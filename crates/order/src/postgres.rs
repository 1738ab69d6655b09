use async_trait::async_trait;
use chrono::{DateTime, Utc};
use common::{Money, OrderId, OrderStatus, ProductId, UserId};
use rust_decimal::Decimal;
use sqlx::{PgPool, Row, postgres::PgRow};
use uuid::Uuid;

use crate::repository::OrderRepository;
use crate::{Order, OrderError, OrderItem, Result};

/// PostgreSQL-backed order repository.
#[derive(Clone)]
pub struct PostgresOrderRepository {
    pool: PgPool,
}

fn decode_error(column: &str, message: String) -> OrderError {
    OrderError::Database(sqlx::Error::ColumnDecode {
        index: column.to_string(),
        source: message.into(),
    })
}

fn money(column: &str, amount: Decimal) -> Result<Money> {
    Money::from_decimal(amount).ok_or_else(|| decode_error(column, format!("out of range: {amount}")))
}

impl PostgresOrderRepository {
    pub fn new(pool: PgPool) -> Self {
        Self { pool }
    }

    /// Runs the order migrations.
    pub async fn run_migrations(&self) -> std::result::Result<(), sqlx::migrate::MigrateError> {
        let mut migrator = sqlx::migrate!("../../migrations/orders");
        migrator.set_ignore_missing(true);
        migrator.run(&self.pool).await
    }

    fn row_to_item(row: PgRow) -> Result<OrderItem> {
        let quantity: i32 = row.try_get("quantity")?;
        Ok(OrderItem {
            order_id: OrderId::from_uuid(row.try_get::<Uuid, _>("order_id")?),
            product_id: ProductId::from_uuid(row.try_get::<Uuid, _>("product_id")?),
            quantity: u32::try_from(quantity)
                .map_err(|_| decode_error("quantity", format!("negative: {quantity}")))?,
            price_at_purchase: money("price_at_purchase", row.try_get("price_at_purchase")?)?,
        })
    }

    fn row_to_order(row: PgRow, items: Vec<OrderItem>) -> Result<Order> {
        let status: String = row.try_get("status")?;
        Ok(Order {
            id: OrderId::from_uuid(row.try_get::<Uuid, _>("id")?),
            user_id: row.try_get::<Option<Uuid>, _>("user_id")?.map(UserId::from_uuid),
            total_amount: money("total_amount", row.try_get("total_amount")?)?,
            status: OrderStatus::parse(&status)
                .ok_or_else(|| decode_error("status", format!("unknown status: {status}")))?,
            saga_state: row.try_get("saga_state")?,
            items,
            created_at: row.try_get("created_at")?,
            updated_at: row.try_get("updated_at")?,
        })
    }
}

#[async_trait]
impl OrderRepository for PostgresOrderRepository {
    async fn insert(&self, order: Order) -> Result<Order> {
        let mut tx = self.pool.begin().await?;

        let inserted: Option<Uuid> = sqlx::query_scalar(
            r#"
            INSERT INTO orders (id, user_id, total_amount, status, saga_state, created_at, updated_at)
            VALUES ($1, $2, $3, $4, $5, $6, $7)
            ON CONFLICT (id) DO NOTHING
            RETURNING id
            "#,
        )
        .bind(order.id.as_uuid())
        .bind(order.user_id.map(|u| u.as_uuid()))
        .bind(order.total_amount.to_decimal())
        .bind(order.status.as_str())
        .bind(&order.saga_state)
        .bind(order.created_at)
        .bind(order.updated_at)
        .fetch_optional(&mut *tx)
        .await?;

        if inserted.is_none() {
            tx.rollback().await?;
            return self
                .get(order.id)
                .await?
                .ok_or(OrderError::NotFound(order.id));
        }

        for (position, item) in order.items.iter().enumerate() {
            let quantity = i32::try_from(item.quantity).map_err(|_| {
                OrderError::InvalidOrder(format!("quantity {} is too large", item.quantity))
            })?;
            sqlx::query(
                r#"
                INSERT INTO order_items (id, order_id, product_id, quantity, price_at_purchase, position)
                VALUES ($1, $2, $3, $4, $5, $6)
                "#,
            )
            .bind(Uuid::new_v4())
            .bind(order.id.as_uuid())
            .bind(item.product_id.as_uuid())
            .bind(quantity)
            .bind(item.price_at_purchase.to_decimal())
            .bind(position as i32)
            .execute(&mut *tx)
            .await?;
        }

        tx.commit().await?;
        Ok(order)
    }

    async fn get(&self, order_id: OrderId) -> Result<Option<Order>> {
        let Some(row) = sqlx::query(
            r#"
            SELECT id, user_id, total_amount, status, saga_state, created_at, updated_at
            FROM orders
            WHERE id = $1
            "#,
        )
        .bind(order_id.as_uuid())
        .fetch_optional(&self.pool)
        .await?
        else {
            return Ok(None);
        };

        let items = sqlx::query(
            r#"
            SELECT order_id, product_id, quantity, price_at_purchase
            FROM order_items
            WHERE order_id = $1
            ORDER BY position ASC
            "#,
        )
        .bind(order_id.as_uuid())
        .fetch_all(&self.pool)
        .await?
        .into_iter()
        .map(Self::row_to_item)
        .collect::<Result<Vec<_>>>()?;

        Self::row_to_order(row, items).map(Some)
    }

    async fn transition(
        &self,
        order_id: OrderId,
        from: OrderStatus,
        to: OrderStatus,
        saga_state: &str,
        now: DateTime<Utc>,
    ) -> Result<Option<Order>> {
        let updated = sqlx::query(
            r#"
            UPDATE orders
            SET status = $3, saga_state = $4, updated_at = $5
            WHERE id = $1 AND status = $2
            "#,
        )
        .bind(order_id.as_uuid())
        .bind(from.as_str())
        .bind(to.as_str())
        .bind(saga_state)
        .bind(now)
        .execute(&self.pool)
        .await?;

        if updated.rows_affected() == 0 {
            return Ok(None);
        }
        self.get(order_id).await
    }
}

WHAT IS EXPECTED —
Your task is to print the whole listing again exactly.

THE COMPLETED TASK —
filename crates/order/src/postgres.rs
repository 1738ab69d6655b09
use async_trait::async_trait;
use chrono::{DateTime, Utc};
use common::{Money, OrderId, OrderStatus, ProductId, UserId};
use rust_decimal::Decimal;
use sqlx::{PgPool, Row, postgres::PgRow};
use uuid::Uuid;

use crate::repository::OrderRepository;
use crate::{Order, OrderError, OrderItem, Result};

/// PostgreSQL-backed order repository.
#[derive(Clone)]
pub struct PostgresOrderRepository {
    pool: PgPool,
}

fn decode_error(column: &str, message: String) -> OrderError {
    OrderError::Database(sqlx::Error::ColumnDecode {
        index: column.to_string(),
        source: message.into(),
    })
}

fn money(column: &str, amount: Decimal) -> Result<Money> {
    Money::from_decimal(amount).ok_or_else(|| decode_error(column, format!("out of range: {amount}")))
}

impl PostgresOrderRepository {
    pub fn new(pool: PgPool) -> Self {
        Self { pool }
    }

    /// Runs the order migrations.
    pub async fn run_migrations(&self) -> std::result::Result<(), sqlx::migrate::MigrateError> {
        let mut migrator = sqlx::migrate!("../../migrations/orders");
        migrator.set_ignore_missing(true);
        migrator.run(&self.pool).await
    }

    fn row_to_item(row: PgRow) -> Result<OrderItem> {
        let quantity: i32 = row.try_get("quantity")?;
        Ok(OrderItem {
            order_id: OrderId::from_uuid(row.try_get::<Uuid, _>("order_id")?),
            product_id: ProductId::from_uuid(row.try_get::<Uuid, _>("product_id")?),
            quantity: u32::try_from(quantity)
                .map_err(|_| decode_error("quantity", format!("negative: {quantity}")))?,
            price_at_purchase: money("price_at_purchase", row.try_get("price_at_purchase")?)?,
        })
    }

    fn row_to_order(row: PgRow, items: Vec<OrderItem>) -> Result<Order> {
        let status: String = row.try_get("status")?;
        Ok(Order {
            id: OrderId::from_uuid(row.try_get::<Uuid, _>("id")?),
            user_id: row.try_get::<Option<Uuid>, _>("user_id")?.map(UserId::from_uuid),
            total_amount: money("total_amount", row.try_get("total_amount")?)?,
            status: OrderStatus::parse(&status)
                .ok_or_else(|| decode_error("status", format!("unknown status: {status}")))?,
            saga_state: row.try_get("saga_state")?,
            items,
            created_at: row.try_get("created_at")?,
            updated_at: row.try_get("updated_at")?,
        })
    }
}

#[async_trait]
impl OrderRepository for PostgresOrderRepository {
    async fn insert(&self, order: Order) -> Result<Order> {
        let mut tx = self.pool.begin().await?;

        let inserted: Option<Uuid> = sqlx::query_scalar(
            r#"
            INSERT INTO orders (id, user_id, total_amount, status, saga_state, created_at, updated_at)
            VALUES ($1, $2, $3, $4, $5, $6, $7)
            ON CONFLICT (id) DO NOTHING
            RETURNING id
            "#,
        )
        .bind(order.id.as_uuid())
        .bind(order.user_id.map(|u| u.as_uuid()))
        .bind(order.total_amount.to_decimal())
        .bind(order.status.as_str())
        .bind(&order.saga_state)
        .bind(order.created_at)
        .bind(order.updated_at)
        .fetch_optional(&mut *tx)
        .await?;

        if inserted.is_none() {
            tx.rollback().await?;
            return self
                .get(order.id)
                .await?
                .ok_or(OrderError::NotFound(order.id));
        }

        for (position, item) in order.items.iter().enumerate() {
            let quantity = i32::try_from(item.quantity).map_err(|_| {
                OrderError::InvalidOrder(format!("quantity {} is too large", item.quantity))
            })?;
            sqlx::query(
                r#"
                INSERT INTO order_items (id, order_id, product_id, quantity, price_at_purchase, position)
                VALUES ($1, $2, $3, $4, $5, $6)
                "#,
            )
            .bind(Uuid::new_v4())
            .bind(order.id.as_uuid())
            .bind(item.product_id.as_uuid())
            .bind(quantity)
            .bind(item.price_at_purchase.to_decimal())
            .bind(position as i32)
            .execute(&mut *tx)
            .await?;
        }

        tx.commit().await?;
        Ok(order)
    }

    async fn get(&self, order_id: OrderId) -> Result<Option<Order>> {
        let Some(row) = sqlx::query(
            r#"
            SELECT id, user_id, total_amount, status, saga_state, created_at, updated_at
            FROM orders
            WHERE id = $1
            "#,
        )
        .bind(order_id.as_uuid())
        .fetch_optional(&self.pool)
        .await?
        else {
            return Ok(None);
        };

        let items = sqlx::query(
            r#"
            SELECT order_id, product_id, quantity, price_at_purchase
            FROM order_items
            WHERE order_id = $1
            ORDER BY position ASC
            "#,
        )
        .bind(order_id.as_uuid())
        .fetch_all(&self.pool)
        .await?
        .into_iter()
        .map(Self::row_to_item)
        .collect::<Result<Vec<_>>>()?;

        Self::row_to_order(row, items).map(Some)
    }

    async fn transition(
        &self,
        order_id: OrderId,
        from: OrderStatus,
        to: OrderStatus,
        saga_state: &str,
        now: DateTime<Utc>,
    ) -> Result<Option<Order>> {
        let updated = sqlx::query(
            r#"
            UPDATE orders
            SET status = $3, saga_state = $4, updated_at = $5
            WHERE id = $1 AND status = $2
            "#,
        )
        .bind(order_id.as_uuid())
        .bind(from.as_str())
        .bind(to.as_str())
        .bind(saga_state)
        .bind(now)
        .execute(&self.pool)
        .await?;

        if updated.rows_affected() == 0 {
            return Ok(None);
        }
        self.get(order_id).await
    }
}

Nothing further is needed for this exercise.